Task statement =
Only the lines from the start of the entries up to and including the line with "one group must" should be written out, exactly as they stand.
+++ Excerpted data +++
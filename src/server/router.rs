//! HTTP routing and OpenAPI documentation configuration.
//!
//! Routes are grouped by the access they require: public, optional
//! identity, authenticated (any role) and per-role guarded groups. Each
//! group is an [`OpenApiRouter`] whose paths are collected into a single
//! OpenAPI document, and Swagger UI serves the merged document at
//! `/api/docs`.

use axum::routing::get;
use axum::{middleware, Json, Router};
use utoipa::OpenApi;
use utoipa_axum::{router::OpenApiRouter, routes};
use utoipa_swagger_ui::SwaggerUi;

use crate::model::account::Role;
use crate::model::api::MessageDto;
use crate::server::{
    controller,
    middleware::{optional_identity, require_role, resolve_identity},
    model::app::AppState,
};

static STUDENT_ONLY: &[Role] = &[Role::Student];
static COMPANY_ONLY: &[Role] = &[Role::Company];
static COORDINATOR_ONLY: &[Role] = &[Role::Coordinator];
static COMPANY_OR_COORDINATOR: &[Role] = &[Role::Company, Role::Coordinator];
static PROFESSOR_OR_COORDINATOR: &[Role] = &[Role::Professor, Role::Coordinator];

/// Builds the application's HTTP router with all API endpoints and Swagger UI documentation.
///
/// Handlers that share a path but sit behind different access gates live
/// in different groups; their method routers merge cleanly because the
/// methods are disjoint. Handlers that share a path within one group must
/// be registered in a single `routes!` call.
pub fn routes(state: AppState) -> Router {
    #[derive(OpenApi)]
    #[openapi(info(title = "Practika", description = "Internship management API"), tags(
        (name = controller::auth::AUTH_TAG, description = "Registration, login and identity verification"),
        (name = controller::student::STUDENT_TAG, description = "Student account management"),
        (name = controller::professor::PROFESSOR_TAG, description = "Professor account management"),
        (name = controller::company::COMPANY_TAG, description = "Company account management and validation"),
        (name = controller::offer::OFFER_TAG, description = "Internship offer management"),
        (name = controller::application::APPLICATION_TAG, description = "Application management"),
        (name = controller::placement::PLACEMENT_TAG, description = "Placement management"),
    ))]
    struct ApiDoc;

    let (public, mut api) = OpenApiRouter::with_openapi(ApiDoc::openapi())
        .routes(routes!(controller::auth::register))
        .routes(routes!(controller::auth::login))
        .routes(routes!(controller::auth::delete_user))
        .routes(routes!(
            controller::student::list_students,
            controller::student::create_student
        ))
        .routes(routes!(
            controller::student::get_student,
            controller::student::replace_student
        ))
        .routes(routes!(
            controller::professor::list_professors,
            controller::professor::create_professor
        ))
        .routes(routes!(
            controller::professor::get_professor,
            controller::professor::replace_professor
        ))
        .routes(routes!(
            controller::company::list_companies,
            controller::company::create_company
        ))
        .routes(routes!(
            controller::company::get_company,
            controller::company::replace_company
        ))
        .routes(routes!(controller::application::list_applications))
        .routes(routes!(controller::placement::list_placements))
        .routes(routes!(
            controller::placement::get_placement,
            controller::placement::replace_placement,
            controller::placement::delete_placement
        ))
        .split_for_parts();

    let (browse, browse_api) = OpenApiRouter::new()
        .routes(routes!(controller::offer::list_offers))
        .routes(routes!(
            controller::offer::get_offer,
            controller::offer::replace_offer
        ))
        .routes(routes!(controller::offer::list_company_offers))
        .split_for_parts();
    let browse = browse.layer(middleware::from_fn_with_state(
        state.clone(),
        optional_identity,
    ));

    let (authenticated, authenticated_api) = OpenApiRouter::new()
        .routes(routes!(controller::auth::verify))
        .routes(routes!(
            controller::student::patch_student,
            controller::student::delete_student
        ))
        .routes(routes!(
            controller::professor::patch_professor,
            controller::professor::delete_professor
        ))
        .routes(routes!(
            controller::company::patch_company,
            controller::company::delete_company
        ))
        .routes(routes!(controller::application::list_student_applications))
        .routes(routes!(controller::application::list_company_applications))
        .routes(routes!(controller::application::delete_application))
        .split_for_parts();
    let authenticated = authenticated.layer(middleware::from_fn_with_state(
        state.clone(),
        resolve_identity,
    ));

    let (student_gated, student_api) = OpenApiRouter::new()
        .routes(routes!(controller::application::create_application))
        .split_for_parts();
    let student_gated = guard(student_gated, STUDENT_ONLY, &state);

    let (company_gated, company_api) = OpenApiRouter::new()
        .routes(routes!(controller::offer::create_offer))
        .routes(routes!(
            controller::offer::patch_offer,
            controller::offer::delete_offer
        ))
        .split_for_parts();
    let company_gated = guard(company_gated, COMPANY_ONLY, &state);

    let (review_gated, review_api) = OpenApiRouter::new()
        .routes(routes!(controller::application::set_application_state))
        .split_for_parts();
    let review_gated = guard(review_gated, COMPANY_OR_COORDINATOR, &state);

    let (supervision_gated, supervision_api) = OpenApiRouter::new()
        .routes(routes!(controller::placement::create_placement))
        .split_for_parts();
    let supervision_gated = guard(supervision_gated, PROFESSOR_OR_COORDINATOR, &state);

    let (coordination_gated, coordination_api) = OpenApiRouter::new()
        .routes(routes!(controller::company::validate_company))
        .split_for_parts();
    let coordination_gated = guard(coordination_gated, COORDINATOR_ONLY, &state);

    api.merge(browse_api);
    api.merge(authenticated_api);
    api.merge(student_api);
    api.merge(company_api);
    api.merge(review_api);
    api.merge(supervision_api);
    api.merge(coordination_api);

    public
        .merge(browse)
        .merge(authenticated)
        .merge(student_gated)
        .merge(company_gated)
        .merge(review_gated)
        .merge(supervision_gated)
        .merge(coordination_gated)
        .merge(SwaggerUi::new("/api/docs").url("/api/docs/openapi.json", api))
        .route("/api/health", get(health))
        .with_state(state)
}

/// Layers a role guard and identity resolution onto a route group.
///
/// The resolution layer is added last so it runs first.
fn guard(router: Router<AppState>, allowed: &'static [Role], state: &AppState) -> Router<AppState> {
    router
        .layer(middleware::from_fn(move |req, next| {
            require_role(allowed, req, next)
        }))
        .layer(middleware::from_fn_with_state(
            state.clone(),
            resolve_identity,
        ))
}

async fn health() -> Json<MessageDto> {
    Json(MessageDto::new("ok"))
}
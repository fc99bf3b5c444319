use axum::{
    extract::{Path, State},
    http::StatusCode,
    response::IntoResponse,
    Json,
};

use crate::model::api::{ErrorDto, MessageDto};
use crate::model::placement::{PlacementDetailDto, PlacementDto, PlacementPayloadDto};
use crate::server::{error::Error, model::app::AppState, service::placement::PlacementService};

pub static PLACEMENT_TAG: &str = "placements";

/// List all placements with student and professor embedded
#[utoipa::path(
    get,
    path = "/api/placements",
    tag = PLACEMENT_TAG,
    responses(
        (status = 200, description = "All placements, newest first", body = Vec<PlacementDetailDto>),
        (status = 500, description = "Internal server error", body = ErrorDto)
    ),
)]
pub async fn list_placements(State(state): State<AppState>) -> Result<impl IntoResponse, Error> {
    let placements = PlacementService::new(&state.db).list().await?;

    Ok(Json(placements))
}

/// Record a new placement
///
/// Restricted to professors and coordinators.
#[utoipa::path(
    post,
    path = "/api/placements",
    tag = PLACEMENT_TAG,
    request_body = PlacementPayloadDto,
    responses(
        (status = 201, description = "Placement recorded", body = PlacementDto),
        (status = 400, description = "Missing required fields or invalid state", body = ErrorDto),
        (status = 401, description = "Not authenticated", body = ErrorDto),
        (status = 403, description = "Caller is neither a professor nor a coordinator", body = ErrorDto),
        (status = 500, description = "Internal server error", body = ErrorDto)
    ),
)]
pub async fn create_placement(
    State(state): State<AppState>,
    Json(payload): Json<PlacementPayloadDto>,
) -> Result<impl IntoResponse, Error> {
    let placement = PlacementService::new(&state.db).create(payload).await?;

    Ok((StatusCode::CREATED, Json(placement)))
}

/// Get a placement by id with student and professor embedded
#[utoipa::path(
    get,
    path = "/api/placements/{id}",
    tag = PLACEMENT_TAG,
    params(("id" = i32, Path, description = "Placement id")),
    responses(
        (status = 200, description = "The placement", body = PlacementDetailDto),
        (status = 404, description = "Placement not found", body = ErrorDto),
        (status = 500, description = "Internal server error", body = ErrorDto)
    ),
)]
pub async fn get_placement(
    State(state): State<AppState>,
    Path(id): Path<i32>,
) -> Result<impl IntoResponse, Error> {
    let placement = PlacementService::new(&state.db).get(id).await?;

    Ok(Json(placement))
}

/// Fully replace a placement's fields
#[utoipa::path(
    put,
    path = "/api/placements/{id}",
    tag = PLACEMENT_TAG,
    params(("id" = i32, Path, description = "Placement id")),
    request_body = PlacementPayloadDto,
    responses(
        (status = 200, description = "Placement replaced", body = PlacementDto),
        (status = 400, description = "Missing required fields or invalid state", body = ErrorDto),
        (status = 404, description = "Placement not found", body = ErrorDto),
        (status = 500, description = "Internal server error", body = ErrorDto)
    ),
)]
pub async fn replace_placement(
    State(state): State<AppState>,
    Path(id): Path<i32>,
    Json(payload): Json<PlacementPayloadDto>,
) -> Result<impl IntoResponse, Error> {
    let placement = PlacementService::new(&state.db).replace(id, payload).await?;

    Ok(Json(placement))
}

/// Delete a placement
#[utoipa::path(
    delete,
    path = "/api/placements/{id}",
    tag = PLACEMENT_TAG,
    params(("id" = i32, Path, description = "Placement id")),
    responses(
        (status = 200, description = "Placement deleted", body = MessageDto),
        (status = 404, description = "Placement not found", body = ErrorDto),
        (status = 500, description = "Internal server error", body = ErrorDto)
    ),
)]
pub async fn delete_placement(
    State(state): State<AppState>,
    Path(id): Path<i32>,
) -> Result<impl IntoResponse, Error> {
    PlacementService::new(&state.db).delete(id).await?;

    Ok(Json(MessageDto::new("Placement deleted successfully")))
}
+++
Solution to this exercise =
filename src/server/router.rs
//! HTTP routing and OpenAPI documentation configuration.
//!
//! Routes are grouped by the access they require: public, optional
//! identity, authenticated (any role) and per-role guarded groups. Each
//! group is an [`OpenApiRouter`] whose paths are collected into a single
//! OpenAPI document, and Swagger UI serves the merged document at
//! `/api/docs`.

use axum::routing::get;
use axum::{middleware, Json, Router};
use utoipa::OpenApi;
use utoipa_axum::{router::OpenApiRouter, routes};
use utoipa_swagger_ui::SwaggerUi;

use crate::model::account::Role;
use crate::model::api::MessageDto;
use crate::server::{
    controller,
    middleware::{optional_identity, require_role, resolve_identity},
    model::app::AppState,
};

static STUDENT_ONLY: &[Role] = &[Role::Student];
static COMPANY_ONLY: &[Role] = &[Role::Company];
static COORDINATOR_ONLY: &[Role] = &[Role::Coordinator];
static COMPANY_OR_COORDINATOR: &[Role] = &[Role::Company, Role::Coordinator];
static PROFESSOR_OR_COORDINATOR: &[Role] = &[Role::Professor, Role::Coordinator];

/// Builds the application's HTTP router with all API endpoints and Swagger UI documentation.
///
/// Handlers that share a path but sit behind different access gates live
/// in different groups; their method routers merge cleanly because the
/// methods are disjoint. Handlers that share a path within one group must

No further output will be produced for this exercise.